Trend Micro has called the malware CapraRAT; CapraRAT is an android RAT that shares many similarities with CrimsonRAT, another windows malware. The article states the similarities as a high “degree of crossover”. CrimsonRAT is linked to Earth Karkaddan, a threat actor also known under the moniker APT36, Operation C-Major, PROJECTM, Mythic Leopard, and Transparent Tribe.
APT36’s was first tracked in 2016 when the group began spreading information-stealing malware through phishing emails using malicious PDF attachments. The emails targeted Indian military and government personnel and the group, thought to be of Pakistani origin and operating since 2013.

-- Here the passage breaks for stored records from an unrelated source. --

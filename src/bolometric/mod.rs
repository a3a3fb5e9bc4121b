//! Observed flux integration and UV/IR corrections
//!
//! Implements the direct-integration bolometric flux of Bersten & Hamuy
//! 2009 (2009ApJ...701..200B): the trapezoidal integral over the observed
//! wavelength range, an IR correction integrating the fitted blackbody
//! beyond the longest observed wavelength, and a UV correction that
//! integrates the blackbody below the shortest observed wavelength, unless
//! the U band sits below the model (a sign of line blanketing), in which
//! case the observed blue flux is extrapolated linearly to zero wavelength.

use crate::blackbody::{planck_flux_dtemperature, BlackbodyFit};
use crate::integrate::{adaptive_simpson, integrate_to_infinity, trapezoidal};
use crate::photometry::{EpochGroup, FluxPoint};

/// Relative accuracy target for the model-flux quadratures
const QUADRATURE_ACCURACY: f64 = 1.0e-10;

/// Number of shortest-wavelength points feeding the linear UV extrapolation
const UV_LINEAR_POINTS: usize = 3;

/// Observed (quasi-bolometric) flux: trapezoidal integral of flux versus
/// wavelength over the epoch's observed range, no extrapolation.
///
/// Returns `(flux, flux_err)` in erg s⁻¹ cm⁻².
pub fn observed_flux(group: &EpochGroup) -> (f64, f64) {
    let wavelengths: Vec<f64> = group.points.iter().map(|p| p.wavelength).collect();
    let fluxes: Vec<f64> = group.points.iter().map(|p| p.flux).collect();
    let flux_errs: Vec<f64> = group.points.iter().map(|p| p.flux_err).collect();
    trapezoidal(&wavelengths, &fluxes, &flux_errs)
}

/// Unobserved flux beyond the longest observed wavelength.
///
/// Integrates the fitted blackbody from `longest_wl` to infinity. The
/// uncertainty propagates the fit's temperature and angular-radius errors
/// through the analytic parameter derivatives, combined in quadrature.
pub fn ir_correction(fit: &BlackbodyFit, longest_wl: f64) -> (f64, f64) {
    let model = |wl: f64| fit.flux(wl);
    let dmodel_dt = |wl: f64| planck_flux_dtemperature(wl, fit.temperature, fit.angular_radius);

    let scale = fit.total_flux();
    let correction = integrate_to_infinity(&model, longest_wl, scale * QUADRATURE_ACCURACY);
    let dcorr_dt = integrate_to_infinity(
        &dmodel_dt,
        longest_wl,
        scale / fit.temperature * QUADRATURE_ACCURACY,
    );
    let dcorr_dradius = 2.0 * correction / fit.angular_radius;

    let err = ((dcorr_dt * fit.temperature_err).powi(2)
        + (dcorr_dradius * fit.angular_radius_err).powi(2))
    .sqrt();
    (correction, err)
}

/// Unobserved flux below the shortest observed wavelength, from the
/// blackbody model.
///
/// Integrates the fitted blackbody over [0, `shortest_wl`]; uncertainty
/// propagation as in [`ir_correction`].
pub fn uv_correction_blackbody(fit: &BlackbodyFit, shortest_wl: f64) -> (f64, f64) {
    let model = |wl: f64| fit.flux(wl);
    let dmodel_dt = |wl: f64| planck_flux_dtemperature(wl, fit.temperature, fit.angular_radius);

    let scale = fit.total_flux();
    let correction = adaptive_simpson(&model, 0.0, shortest_wl, scale * QUADRATURE_ACCURACY);
    let dcorr_dt = adaptive_simpson(
        &dmodel_dt,
        0.0,
        shortest_wl,
        scale / fit.temperature * QUADRATURE_ACCURACY,
    );
    let dcorr_dradius = 2.0 * correction / fit.angular_radius;

    let err = ((dcorr_dt * fit.temperature_err).powi(2)
        + (dcorr_dradius * fit.angular_radius_err).powi(2))
    .sqrt();
    (correction, err)
}

/// Unobserved flux below the shortest observed wavelength, from a linear
/// extrapolation of the bluest observed points down to zero flux at zero
/// wavelength.
///
/// A through-origin line f = bλ is least-squares fit to the (at most)
/// three shortest-wavelength points and integrated over [0, shortest_wl].
/// The integral is a linear functional of the point fluxes, so their
/// uncertainties propagate in quadrature through the fit coefficient.
/// With a single point this reduces to the triangle rule ½·λ·f.
///
/// `points` must be sorted ascending in wavelength.
pub fn uv_correction_linear(points: &[FluxPoint]) -> (f64, f64) {
    assert!(!points.is_empty(), "linear UV correction needs a flux point");
    let blue = &points[..points.len().min(UV_LINEAR_POINTS)];

    // Slope of the through-origin line: b = Σλf / Σλ²
    let sxx: f64 = blue.iter().map(|p| p.wavelength * p.wavelength).sum();
    let s = blue[0].wavelength;
    let half_s2 = s * s / 2.0;

    let mut integral = 0.0;
    let mut var = 0.0;
    for p in blue {
        let coeff = half_s2 * p.wavelength / sxx;
        integral += coeff * p.flux;
        var += (coeff * p.flux_err).powi(2);
    }
    (integral, var.sqrt())
}

/// Whether the epoch takes the linear UV path.
///
/// True iff the shortest observed band is U **and** its observed flux lies
/// below the fitted blackbody's prediction at that wavelength (line
/// blanketing suppressing the blue flux). In every other case — U absent,
/// U not the bluest band, or U at or above the model — the blackbody
/// integral is used.
pub fn linear_uv_applies(group: &EpochGroup, fit: &BlackbodyFit) -> bool {
    let shortest = group.shortest();
    shortest.filter_name == "U" && shortest.flux < fit.flux(shortest.wavelength)
}

/// UV correction for an epoch, applying the policy switch of
/// [`linear_uv_applies`].
pub fn uv_correction(group: &EpochGroup, fit: &BlackbodyFit) -> (f64, f64) {
    if linear_uv_applies(group, fit) {
        uv_correction_linear(&group.points)
    } else {
        uv_correction_blackbody(fit, group.shortest().wavelength)
    }
}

The threat actors rely on social engineering and a USB-based worm to enter the systems. The group, a common feature, targets a Windows backdoor called CrimsonRAT that allows the attackers to get into the compromised systems. The recent attacks have developed to deliver ObliqueRAT.
CrimsonRAT is designed as a .NET binary whose main purpose is to acquire information from targeted Windows systems, information like screenshots, keystrokes, and files from removable drives. The acquired information is then uploaded to the attacker’s command-and-control server.
The new malware is a customised Android RAT, Android RAT that’s planted through phishing links. CapraRAT, concealed as a YouTube app, appears to be an altered version of an open-source RAT called AndroRAT. CapraRAT has various data exfiltration functions like harvesting victims’ locations, phone logs, and contact information.
Previously, many hacking groups have used Android RATs. In May 2018, human rights defenders in Pakistan were attacked by Android spyware, Stealth Agent. StealthAgent had intercepted phone calls, messages, siphoned photos, and tracked whereabouts.
Then in 2020, attack campaigns mounted by Transparent Tribe involved leveraging military-themed lures to drop a modified version of the AhMyth Android RAT that masqueraded as a porn-related app and a fake version of the Aarogya Setu COVID-19 tracking app.
To mitigate such attacks, users are advised to watch out for unsolicited emails, avoid clicking on links or downloading email attachments from unknown senders, install apps only from trusted sources, and exercise caution when it comes to granting permissions requested by the apps.